-- Raw data --
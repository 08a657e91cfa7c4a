//! Registry writer: drains the sample channel into the shared metric table
//! under its lock.

use crate::sampler::Sample;
use pulsemon_common::types::{Metric, MetricTable};
use std::sync::{Arc, Mutex};
use tokio::sync::mpsc;
use tokio_util::sync::CancellationToken;

/// The one counter the agent emits; everything else is a gauge.
pub const POLL_COUNT: &str = "PollCount";

pub type SharedRegistry = Arc<Mutex<MetricTable>>;

pub fn new_registry() -> SharedRegistry {
    Arc::new(Mutex::new(MetricTable::new()))
}

/// Applies one sample to the registry. The kind is decided by name:
/// `PollCount` is a counter, all other samples are gauges. A zero
/// `PollCount` write is the reporter's explicit reset and replaces the
/// stored total instead of accumulating.
pub fn write_sample(registry: &SharedRegistry, sample: Sample) {
    let mut table = registry.lock().unwrap_or_else(|e| e.into_inner());
    if sample.name == POLL_COUNT {
        let metric = Metric::counter(sample.name, sample.counter);
        if sample.counter == 0 {
            table.insert(metric);
        } else {
            table.apply(metric);
        }
    } else {
        table.apply(Metric::gauge(sample.name, sample.gauge));
    }
}

/// Consumes samples until cancellation. On cancel it drains at most one
/// sample already in flight before exiting, so a sampler blocked on a full
/// channel at shutdown does not lose its last write.
pub async fn run_writer(
    registry: SharedRegistry,
    mut data_rx: mpsc::Receiver<Sample>,
    token: CancellationToken,
) {
    loop {
        tokio::select! {
            biased;

            _ = token.cancelled() => {
                if let Ok(sample) = data_rx.try_recv() {
                    write_sample(&registry, sample);
                }
                tracing::info!("registry writer stopped");
                return;
            }
            sample = data_rx.recv() => {
                match sample {
                    Some(sample) => write_sample(&registry, sample),
                    None => return,
                }
            }
        }
    }
}
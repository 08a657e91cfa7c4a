use crate::types::MetricKind;

/// Errors produced while decoding or validating metrics.
///
/// `UnknownKind` and `PayloadMismatch` are wire parse failures; the hash
/// variants are integrity failures. Both classes are caller errors and map
/// to 400 / invalid-argument at the transports.
#[derive(Debug, thiserror::Error)]
pub enum ModelError {
    /// The `type` field is neither `gauge` nor `counter`.
    #[error("unknown metric type '{0}'")]
    UnknownKind(String),

    /// The payload field does not match the declared kind, or both payload
    /// fields were supplied at once.
    #[error("metric '{id}': payload does not match kind {kind}")]
    PayloadMismatch { id: String, kind: MetricKind },

    /// The hash field is not valid hex.
    #[error("metric '{id}': hash is not valid hex")]
    BadHashEncoding { id: String },

    /// The hash field is absent or does not match the recomputed tag.
    #[error("metric '{id}': hash mismatch")]
    HashMismatch { id: String },
}
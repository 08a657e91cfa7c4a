use crate::config::AgentConfig;
use crate::sender::{request_id, MetricSender};
use anyhow::{bail, Context, Result};
use async_trait::async_trait;
use pulsemon_common::convert;
use pulsemon_common::proto::metrics_agent_client::MetricsAgentClient;
use pulsemon_common::proto::{UpdateMetricRequest, UpdateMetricsRequest};
use pulsemon_common::types::Metric;
use tonic::metadata::MetadataValue;
use tonic::transport::Channel;
use tonic::Request;

/// Pushes metrics over the binary RPC. Every request carries a fresh
/// `request-id` and, when known, the agent's source address as `x-real-ip`
/// metadata.
pub struct GrpcSender {
    client: MetricsAgentClient<Channel>,
    key: Option<String>,
    source_ip: Option<String>,
}

impl GrpcSender {
    pub async fn connect(cfg: &AgentConfig, source_ip: Option<String>) -> Result<Self> {
        let endpoint = format!("http://{}", cfg.address);
        let channel = Channel::from_shared(endpoint.clone())
            .with_context(|| format!("invalid collector endpoint '{endpoint}'"))?
            .connect()
            .await
            .with_context(|| format!("cannot connect to '{endpoint}'"))?;
        tracing::info!(endpoint, "connected to collector");
        Ok(Self {
            client: MetricsAgentClient::new(channel),
            key: cfg.key.clone(),
            source_ip,
        })
    }

    fn request<T>(&self, message: T) -> Result<Request<T>> {
        let mut req = Request::new(message);
        let id: MetadataValue<_> = request_id()
            .parse()
            .context("request id is not valid metadata")?;
        req.metadata_mut().insert("request-id", id);
        if let Some(ip) = &self.source_ip {
            let ip: MetadataValue<_> = ip
                .parse()
                .context("source ip is not valid metadata")?;
            req.metadata_mut().insert("x-real-ip", ip);
        }
        Ok(req)
    }
}

#[async_trait]
impl MetricSender for GrpcSender {
    async fn send_one(&self, metric: &Metric) -> Result<()> {
        let req = self.request(UpdateMetricRequest {
            metric: Some(convert::to_wire(metric, self.key.as_deref())),
        })?;
        let resp = self.client.clone().update_metric(req).await?.into_inner();
        if !resp.error.is_empty() {
            bail!("collector rejected metric: {}", resp.error);
        }
        Ok(())
    }

    async fn send_batch(&self, metrics: &[Metric]) -> Result<()> {
        let req = self.request(UpdateMetricsRequest {
            metrics: metrics
                .iter()
                .map(|m| convert::to_wire(m, self.key.as_deref()))
                .collect(),
        })?;
        let resp = self.client.clone().update_metrics(req).await?.into_inner();
        if !resp.error.is_empty() {
            bail!("collector rejected batch: {}", resp.error);
        }
        Ok(())
    }
}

-- Task statement --
Would you mind copying all of the records exactly?

-- Problem solution --
repository 08a657e91cfa7c4a
//! Registry writer: drains the sample channel into the shared metric table
//! under its lock.

use crate::sampler::Sample;
use pulsemon_common::types::{Metric, MetricTable};
use std::sync::{Arc, Mutex};
use tokio::sync::mpsc;
use tokio_util::sync::CancellationToken;

/// The one counter the agent emits; everything else is a gauge.
pub const POLL_COUNT: &str = "PollCount";

pub type SharedRegistry = Arc<Mutex<MetricTable>>;

pub fn new_registry() -> SharedRegistry {
    Arc::new(Mutex::new(MetricTable::new()))
}

/// Applies one sample to the registry. The kind is decided by name:
/// `PollCount` is a counter, all other samples are gauges. A zero
/// `PollCount` write is the reporter's explicit reset and replaces the
/// stored total instead of accumulating.
pub fn write_sample(registry: &SharedRegistry, sample: Sample) {
    let mut table = registry.lock().unwrap_or_else(|e| e.into_inner());
    if sample.name == POLL_COUNT {
        let metric = Metric::counter(sample.name, sample.counter);
        if sample.counter == 0 {
            table.insert(metric);
        } else {
            table.apply(metric);
        }
    } else {
        table.apply(Metric::gauge(sample.name, sample.gauge));
    }
}

/// Consumes samples until cancellation. On cancel it drains at most one
/// sample already in flight before exiting, so a sampler blocked on a full
/// channel at shutdown does not lose its last write.
pub async fn run_writer(
    registry: SharedRegistry,
    mut data_rx: mpsc::Receiver<Sample>,
    token: CancellationToken,
) {
    loop {
        tokio::select! {
            biased;

            _ = token.cancelled() => {
                if let Ok(sample) = data_rx.try_recv() {
                    write_sample(&registry, sample);
                }
                tracing::info!("registry writer stopped");
                return;
            }
            sample = data_rx.recv() => {
                match sample {
                    Some(sample) => write_sample(&registry, sample),
                    None => return,
                }
            }
        }
    }
}
repository 08a657e91cfa7c4a
use crate::types::MetricKind;

/// Errors produced while decoding or validating metrics.
///
/// `UnknownKind` and `PayloadMismatch` are wire parse failures; the hash
/// variants are integrity failures. Both classes are caller errors and map
/// to 400 / invalid-argument at the transports.
#[derive(Debug, thiserror::Error)]
pub enum ModelError {
    /// The `type` field is neither `gauge` nor `counter`.
    #[error("unknown metric type '{0}'")]
    UnknownKind(String),

    /// The payload field does not match the declared kind, or both payload
    /// fields were supplied at once.
    #[error("metric '{id}': payload does not match kind {kind}")]
    PayloadMismatch { id: String, kind: MetricKind },

    /// The hash field is not valid hex.
    #[error("metric '{id}': hash is not valid hex")]
    BadHashEncoding { id: String },

    /// The hash field is absent or does not match the recomputed tag.
    #[error("metric '{id}': hash mismatch")]
    HashMismatch { id: String },
}
repository 08a657e91cfa7c4a
use crate::config::AgentConfig;
use crate::sender::{request_id, MetricSender};
use anyhow::{bail, Context, Result};
use async_trait::async_trait;
use pulsemon_common::convert;
use pulsemon_common::proto::metrics_agent_client::MetricsAgentClient;
use pulsemon_common::proto::{UpdateMetricRequest, UpdateMetricsRequest};
use pulsemon_common::types::Metric;
use tonic::metadata::MetadataValue;
use tonic::transport::Channel;
use tonic::Request;

/// Pushes metrics over the binary RPC. Every request carries a fresh
/// `request-id` and, when known, the agent's source address as `x-real-ip`
/// metadata.
pub struct GrpcSender {
    client: MetricsAgentClient<Channel>,
    key: Option<String>,
    source_ip: Option<String>,
}

impl GrpcSender {
    pub async fn connect(cfg: &AgentConfig, source_ip: Option<String>) -> Result<Self> {
        let endpoint = format!("http://{}", cfg.address);
        let channel = Channel::from_shared(endpoint.clone())
            .with_context(|| format!("invalid collector endpoint '{endpoint}'"))?
            .connect()
            .await
            .with_context(|| format!("cannot connect to '{endpoint}'"))?;
        tracing::info!(endpoint, "connected to collector");
        Ok(Self {
            client: MetricsAgentClient::new(channel),
            key: cfg.key.clone(),
            source_ip,
        })
    }

    fn request<T>(&self, message: T) -> Result<Request<T>> {
        let mut req = Request::new(message);
        let id: MetadataValue<_> = request_id()
            .parse()
            .context("request id is not valid metadata")?;
        req.metadata_mut().insert("request-id", id);
        if let Some(ip) = &self.source_ip {
            let ip: MetadataValue<_> = ip
                .parse()
                .context("source ip is not valid metadata")?;
            req.metadata_mut().insert("x-real-ip", ip);
        }
        Ok(req)
    }
}

#[async_trait]
impl MetricSender for GrpcSender {
    async fn send_one(&self, metric: &Metric) -> Result<()> {
        let req = self.request(UpdateMetricRequest {
            metric: Some(convert::to_wire(metric, self.key.as_deref())),
        })?;
        let resp = self.client.clone().update_metric(req).await?.into_inner();
        if !resp.error.is_empty() {
            bail!("collector rejected metric: {}", resp.error);
        }
        Ok(())
    }

    async fn send_batch(&self, metrics: &[Metric]) -> Result<()> {
        let req = self.request(UpdateMetricsRequest {
            metrics: metrics
                .iter()
                .map(|m| convert::to_wire(m, self.key.as_deref()))
                .collect(),
        })?;
        let resp = self.client.clone().update_metrics(req).await?.into_inner();
        if !resp.error.is_empty() {
            bail!("collector rejected batch: {}", resp.error);
        }
        Ok(())
    }
}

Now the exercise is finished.